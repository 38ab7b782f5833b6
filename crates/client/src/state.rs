//! Wiring of the client components into one application state.
//!
//! Construction order matters: the session manager must be installed on
//! the API client before any cache issues a request, and a persisted
//! session is restored before the first sync so the bearer token is
//! already attached.

use std::sync::Arc;

use crate::cart::CartCache;
use crate::catalog::CatalogClient;
use crate::config::ClientConfig;
use crate::http::ApiClient;
use crate::notify::Notifier;
use crate::session::SessionManager;
use crate::storage::{ProfileStore, StoreError};
use crate::wishlist::WishlistCache;

/// Fully wired client state: one API client, one session, one store, and
/// the caches on top.
///
/// Cheap to clone; clones share all components.
#[derive(Clone)]
pub struct AppState {
    /// Configuration the state was built from.
    pub config: ClientConfig,
    /// Per-profile persistent store.
    pub store: ProfileStore,
    /// Backend API client with the interceptor chain installed.
    pub api: ApiClient,
    /// Session manager (login, refresh, logout).
    pub session: SessionManager,
    /// Product snapshot lookups.
    pub catalog: CatalogClient,
    /// Shopping cart cache.
    pub cart: CartCache,
    /// Wishlist cache.
    pub wishlist: WishlistCache,
}

impl AppState {
    /// Build and wire all components.
    ///
    /// Restores any persisted session, so the returned state is ready to
    /// issue authenticated requests immediately.
    ///
    /// # Errors
    ///
    /// Returns an error if the profile store cannot be opened.
    pub fn new(config: ClientConfig, notifier: Arc<dyn Notifier>) -> Result<Self, StoreError> {
        let store = ProfileStore::open(&config.state_dir, &config.profile)?;
        let api = ApiClient::new(&config.api_base_url);

        let session = SessionManager::new(api.clone(), store.clone(), Arc::clone(&notifier));
        session.install(&api);
        api.set_error_notifier(Arc::clone(&notifier));
        session.restore_from_storage();

        let catalog = CatalogClient::new(api.clone());
        let cart = CartCache::new(
            api.clone(),
            catalog.clone(),
            store.clone(),
            Arc::clone(&notifier),
        );
        let wishlist = WishlistCache::new(api.clone(), store.clone(), notifier);

        Ok(Self {
            config,
            store,
            api,
            session,
            catalog,
            cart,
            wishlist,
        })
    }

    /// Reconcile both caches with the backend.
    pub async fn sync(&self) {
        self.cart.load().await;
        self.wishlist.load().await;
    }
}
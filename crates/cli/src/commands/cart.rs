//! Cart commands.
//!
//! # Usage
//!
//! ```bash
//! clementine cart show
//! clementine cart add p-42 --quantity 2
//! clementine cart update p-42 3
//! clementine cart remove p-42
//! clementine cart coupon WELCOME10
//! clementine order place
//! ```

use clementine_client::error::ApiError;
use clementine_client::state::AppState;
use clementine_core::ProductId;

/// Sync the cart and print its lines and subtotal.
pub async fn show(state: &AppState) {
    state.cart.load().await;

    let lines = state.cart.lines();
    if lines.is_empty() {
        tracing::info!("Cart is empty");
        return;
    }

    for line in &lines {
        tracing::info!(
            "{} x{} - {} ({})",
            line.product.name,
            line.quantity,
            line.product.price.display(),
            line.product_id
        );
    }
    tracing::info!("Subtotal: {}", state.cart.subtotal());
}

/// Add a product to the cart.
pub async fn add(state: &AppState, product_id: &str, quantity: u32) -> Result<(), ApiError> {
    state
        .cart
        .add(&ProductId::new(product_id), quantity)
        .await
}

/// Remove a product from the cart.
pub async fn remove(state: &AppState, product_id: &str) -> Result<(), ApiError> {
    state.cart.remove(&ProductId::new(product_id)).await
}

/// Set a product's quantity.
pub async fn update(state: &AppState, product_id: &str, quantity: u32) -> Result<(), ApiError> {
    state
        .cart
        .update(&ProductId::new(product_id), quantity)
        .await
}

/// Empty the local cart.
pub fn clear(state: &AppState) {
    state.cart.clear();
    tracing::info!("Cart cleared");
}

/// Apply a coupon code.
pub async fn coupon(state: &AppState, code: &str) -> Result<(), ApiError> {
    state.cart.apply_coupon(code).await
}

/// Place an order for the current cart.
pub async fn place_order(state: &AppState) -> Result<(), ApiError> {
    let order_id = state.cart.place_order().await?;
    tracing::info!("Order id: {order_id}");
    Ok(())
}
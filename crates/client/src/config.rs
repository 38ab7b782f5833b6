//! Client configuration loaded from environment variables.
//!
//! # Environment Variables
//!
//! ## Required
//! - `CLEMENTINE_API_BASE_URL` - Base URL of the backend API
//!   (e.g., `http://localhost:8080/api`)
//!
//! ## Optional
//! - `CLEMENTINE_STATE_DIR` - Directory for persisted local state
//!   (default: `.clementine`)
//! - `CLEMENTINE_PROFILE` - Profile name scoping the persisted state file
//!   (default: `default`)

use std::path::PathBuf;

use thiserror::Error;
use url::Url;

/// Configuration errors that can occur during loading.
#[derive(Debug, Error)]
pub enum ConfigError {
    #[error("Missing environment variable: {0}")]
    MissingEnvVar(String),
    #[error("Invalid environment variable {0}: {1}")]
    InvalidEnvVar(String, String),
}

/// Client application configuration.
#[derive(Debug, Clone)]
pub struct ClientConfig {
    /// Base URL of the backend API.
    pub api_base_url: Url,
    /// Directory holding the persisted key-value state.
    pub state_dir: PathBuf,
    /// Profile name; each profile gets its own state file.
    pub profile: String,
}

impl ClientConfig {
    /// Load configuration from environment variables.
    ///
    /// Calls `dotenvy::dotenv()` to load from `.env` file if present.
    ///
    /// # Errors
    ///
    /// Returns `ConfigError` if required variables are missing or invalid.
    pub fn from_env() -> Result<Self, ConfigError> {
        // Load .env file if present (ignore errors if not found)
        let _ = dotenvy::dotenv();

        let api_base_url = parse_base_url(
            "CLEMENTINE_API_BASE_URL",
            &get_required_env("CLEMENTINE_API_BASE_URL")?,
        )?;
        let state_dir = PathBuf::from(get_env_or_default("CLEMENTINE_STATE_DIR", ".clementine"));
        let profile = get_env_or_default("CLEMENTINE_PROFILE", "default");

        Ok(Self {
            api_base_url,
            state_dir,
            profile,
        })
    }
}

// =============================================================================
// Helper Functions
// =============================================================================

/// Get a required environment variable.
fn get_required_env(key: &str) -> Result<String, ConfigError> {
    std::env::var(key).map_err(|_| ConfigError::MissingEnvVar(key.to_string()))
}

/// Get an environment variable with a default value.
fn get_env_or_default(key: &str, default: &str) -> String {
    std::env::var(key).unwrap_or_else(|_| default.to_string())
}

/// Parse and validate an HTTP(S) base URL.
fn parse_base_url(var_name: &str, value: &str) -> Result<Url, ConfigError> {
    let url = Url::parse(value)
        .map_err(|e| ConfigError::InvalidEnvVar(var_name.to_string(), e.to_string()))?;

    if !matches!(url.scheme(), "http" | "https") {
        return Err(ConfigError::InvalidEnvVar(
            var_name.to_string(),
            format!("unsupported scheme '{}'", url.scheme()),
        ));
    }

    Ok(url)
}

#[cfg(test)]
mod tests {
    use super::*;

    #[test]
    fn test_parse_base_url_valid() {
        let url = parse_base_url("TEST_VAR", "http://localhost:8080/api").expect("valid url");
        assert_eq!(url.as_str(), "http://localhost:8080/api");
    }

    #[test]
    fn test_parse_base_url_rejects_non_http() {
        let result = parse_base_url("TEST_VAR", "ftp://example.com");
        assert!(matches!(result, Err(ConfigError::InvalidEnvVar(_, _))));
    }

    #[test]
    fn test_parse_base_url_rejects_garbage() {
        let result = parse_base_url("TEST_VAR", "not a url");
        assert!(result.is_err());
    }

    #[test]
    fn test_config_error_display() {
        let err = ConfigError::MissingEnvVar("CLEMENTINE_API_BASE_URL".to_string());
        assert_eq!(
            err.to_string(),
            "Missing environment variable: CLEMENTINE_API_BASE_URL"
        );
    }
}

- Your assignment
Scan the records for the string "present" and report each line where it occurs.

- Problem solution
    /// Calls `dotenvy::dotenv()` to load from `.env` file if present.
        // Load .env file if present (ignore errors if not found)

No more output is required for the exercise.